Abstract

Study Objective To describe the surgical techniques used to assist management of incidental stage IV endometriosis during laparoscopic hysterectomy of a large, multi-fibroid uterus. Design N/A Setting A 38-year-old G2P2 with past medical history significant for fibroids and iron-deficiency anemia and past surgical history of two cesarean sections presented to clinic requesting definitive management of heavy bleeding and pain. She had a pelvic ultrasound which demonstrated multiple uterine fibroids, with the largest having maximum dimension of 7.2cm. She also underwent an MRI, which again identified numerous uterine leiomyomata, but also demonstrated a complex left ovarian cyst measuring 5.4cm, not seen on the prior ultrasound.
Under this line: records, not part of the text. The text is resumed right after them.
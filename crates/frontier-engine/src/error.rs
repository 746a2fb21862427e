//! Error types for the Frontier engine binary.
//!
//! [`EngineError`] is the top-level error type that wraps all possible
//! failure modes during engine startup and simulation execution.

/// Top-level error for the engine binary.
///
/// Each variant wraps a specific subsystem error, providing a single
/// error type that `main` can propagate with `?`.
#[derive(Debug, thiserror::Error)]
pub enum EngineError {
    /// Configuration loading failed.
    #[error("config error: {source}")]
    Config {
        /// The underlying config error.
        #[from]
        source: frontier_core::ConfigError,
    },

    /// World construction, generation or restore failed.
    #[error("world error: {source}")]
    World {
        /// The underlying world error.
        #[from]
        source: frontier_world::WorldError,
    },

    /// Snapshot lookup at startup failed.
    #[error("database error: {source}")]
    Db {
        /// The underlying database error.
        #[from]
        source: frontier_db::DbError,
    },

    /// Simulation runner failed.
    #[error("runner error: {source}")]
    Runner {
        /// The underlying runner error.
        #[from]
        source: frontier_core::RunnerError,
    },

    /// The simulation task panicked or was cancelled.
    #[error("simulation task failed: {source}")]
    Join {
        /// The underlying join error.
        #[from]
        source: tokio::task::JoinError,
    },

    /// Seed actor configuration could not be read.
    #[error("spawner error: {message}")]
    Spawner {
        /// Description of the spawner failure.
        message: String,
    },
}
// ---------------------------------------------------------------------------
// Population balancing
// ---------------------------------------------------------------------------

/// Top the NPC population up toward its target on balancing ticks.
///
/// Target = ceil(eligible actors x multiplier). At most
/// `max_spawns_per_check` NPCs spawn per call, inside a random danger zone
/// and outside the safe zone. Returns the ids spawned.
pub fn balance_population(
    world: &mut WorldState,
    cfg: &NpcConfig,
    rng: &mut impl Rng,
) -> Result<Vec<MonsterId>, AgentError> {
    if !world.clock().is_interval(cfg.balance_interval_ticks)
        || cfg.danger_zones.is_empty()
        || cfg.templates.is_empty()
    {
        return Ok(Vec::new());
    }

    let eligible = world
        .actors
        .values()
        .filter(|a| a.is_alive() && a.connected && !a.role.is_monster())
        .count();
    let target = u64::try_from(eligible)
        .unwrap_or(u64::MAX)
        .saturating_mul(u64::from(cfg.population_multiplier_pct))
        .div_ceil(100);
    let current = u64::try_from(world.monsters.len()).unwrap_or(u64::MAX);
    let deficit = target
        .saturating_sub(current)
        .min(u64::from(cfg.max_spawns_per_check));

    let spawn_point = world.settings().spawn_point;
    let mut spawned = Vec::new();
    for _ in 0..deficit {
        let zone_idx = rng.random_range(0..cfg.danger_zones.len());
        let template_idx = rng.random_range(0..cfg.templates.len());
        let (Some(zone), Some(template)) = (
            cfg.danger_zones.get(zone_idx),
            cfg.templates.get(template_idx),
        ) else {
            continue;
        };
        let placed = (0..cfg.spawn_attempts)
            .map(|_| world.clamp(random_point(rng, zone.center, zone.radius)))
            .find(|p| p.distance_to(spawn_point) > cfg.safe_zone_radius);
        let Some(position) = placed else {
            debug!(zone = zone_idx, "no spawn position found outside safe zone");
            continue;
        };

        let id = MonsterId::new();
        world.add_monster(Monster {
            id,
            kind: template.kind.clone(),
            position,
            stats: Stats::new(template.max_health, template.attack, template.defense),
            behavior: MonsterBehavior::Idle,
            patrol_origin: position,
            patrol_radius: template.patrol_radius,
            waypoint: None,
            target: None,
            gold_drop: template.gold_drop,
        })?;
        debug!(monster = %id, kind = %template.kind, "npc spawned");
        world.emit(GameEvent::MonsterSpawned {
            monster: id,
            kind: template.kind.clone(),
        });
        spawned.push(id);
    }
    Ok(spawned)
}

#[cfg(test)]
#[allow(clippy::unwrap_used)]
mod tests {
    use rand::SeedableRng;
    use rand::rngs::StdRng;

    use frontier_types::Role;

    use super::*;
    use crate::test_support::{make_world, put_actor};

    fn put_wolf(world: &mut WorldState, x: f64, y: f64) -> MonsterId {
        let id = MonsterId::new();
        world
            .add_monster(Monster {
                id,
                kind: String::from("wolf"),
                position: Position::new(x, y),
                stats: Stats::new(60, 8, 1),
                behavior: MonsterBehavior::Patrol,
                patrol_origin: Position::new(x, y),
                patrol_radius: 50.0,
                waypoint: None,
                target: None,
                gold_drop: 5,
            })
            .unwrap();
        id
    }

    #[test]
    fn idle_becomes_patrol() {
        let cfg = NpcConfig::default();
        let mut rng = StdRng::seed_from_u64(1);
        let mut world = make_world();
        let id = put_wolf(&mut world, 500.0, 500.0);
        world.monsters.get_mut(&id).unwrap().behavior = MonsterBehavior::Idle;
        update_npcs(&mut world, &cfg, 3.0, &mut rng);
        assert_eq!(world.monsters[&id].behavior, MonsterBehavior::Patrol);
    }

    #[test]
    fn patrol_stays_near_origin() {
        let cfg = NpcConfig::default();
        let mut rng = StdRng::seed_from_u64(7);
        let mut world = make_world();
        let id = put_wolf(&mut world, 500.0, 500.0);
        for _ in 0..100 {
            update_npcs(&mut world, &cfg, 3.0, &mut rng);
        }
        let m = &world.monsters[&id];
        assert!(m.position.distance_to(m.patrol_origin) <= 50.0 + 1e-9);
    }

    #[test]
    fn chase_then_attack() {
        let cfg = NpcConfig::default();
        let mut rng = StdRng::seed_from_u64(3);
        let mut world = make_world();
        let id = put_wolf(&mut world, 500.0, 500.0);
        let prey = put_actor(&mut world, Role::Miner, 540.0, 500.0);

        update_npcs(&mut world, &cfg, 3.0, &mut rng);
        assert_eq!(world.monsters[&id].behavior, MonsterBehavior::Chase);
        assert_eq!(world.monsters[&id].target, Some(prey));

        for _ in 0..6 {
            update_npcs(&mut world, &cfg, 3.0, &mut rng);
        }
        assert_eq!(world.monsters[&id].behavior, MonsterBehavior::Attack);
        let pair = world.combat_pairs[&CombatantRef::Monster(id)];
        assert!(pair.active);
        assert_eq!(pair.target, CombatantRef::Actor(prey));
    }

    #[test]
    fn ignores_monster_role_and_disconnected_actors() {
        let cfg = NpcConfig::default();
        let mut rng = StdRng::seed_from_u64(3);
        let mut world = make_world();
        let id = put_wolf(&mut world, 500.0, 500.0);
        put_actor(&mut world, Role::Monster, 520.0, 500.0);
        let away = put_actor(&mut world, Role::Miner, 510.0, 500.0);
        world.set_connected(away, false).unwrap();
        update_npcs(&mut world, &cfg, 3.0, &mut rng);
        assert_eq!(world.monsters[&id].behavior, MonsterBehavior::Patrol);
    }

    #[test]
    fn low_health_flees() {
        let cfg = NpcConfig::default();
        let mut rng = StdRng::seed_from_u64(3);
        let mut world = make_world();
        let id = put_wolf(&mut world, 500.0, 500.0);
        let prey = put_actor(&mut world, Role::Miner, 510.0, 500.0);
        {
            let m = world.monsters.get_mut(&id).unwrap();
            m.behavior = MonsterBehavior::Attack;
            m.target = Some(prey);
            m.stats.health = 12;
        }
        update_npcs(&mut world, &cfg, 3.0, &mut rng);
        let m = &world.monsters[&id];
        assert_eq!(m.behavior, MonsterBehavior::Flee);
        assert!(m.position.x < 500.0);
    }

    #[test]
    fn balancing_spawns_capped_outside_safe_zone() {
        let cfg = NpcConfig::default();
        let mut rng = StdRng::seed_from_u64(11);
        let mut world = make_world();
        for _ in 0..4 {
            world.spawn_actor("p", Role::Woodcutter);
        }
        while !world.clock().is_interval(cfg.balance_interval_ticks) {
            world.begin_tick().unwrap();
        }
        // target ceil(4 * 1.5) = 6, capped at 3
        let spawned = balance_population(&mut world, &cfg, &mut rng).unwrap();
        assert_eq!(spawned.len(), 3);
        let spawn = world.settings().spawn_point;
        for m in world.monsters.values() {
            assert!(m.position.distance_to(spawn) > cfg.safe_zone_radius);
            assert_eq!(m.behavior, MonsterBehavior::Idle);
        }
    }

    #[test]
    fn balancing_waits_for_interval() {
        let cfg = NpcConfig::default();
        let mut rng = StdRng::seed_from_u64(11);
        let mut world = make_world();
        world.spawn_actor("p", Role::Miner);
        assert!(balance_population(&mut world, &cfg, &mut rng).unwrap().is_empty());
    }
}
Patients or Participants N/A Interventions The patient was scheduled for a total laparoscopic hysterectomy with bilateral salpingectomy, possible oophorectomy. Given proper pre-operative planning, the surgery was able to be kept laparoscopic despite complete obliteration of the posterior cul-de-sac and right adnexa being completely adherent to the sidewall due to presence of endometrioma. This video shows the techniques used and identifies tips used to safely perform a laparoscopic hysterectomy in the setting of dense adhesions and incidental finding of stage IV endometriosis. Measurements and Main Results N/A Conclusion This patient was incidentally found to have stage IV endometriosis, which complicated her already challenging surgery given a multifibroid uterus and history of two intra-abdominal procedures. Pre-operative planning and careful surgical technique is essential when faced with severe adhesions.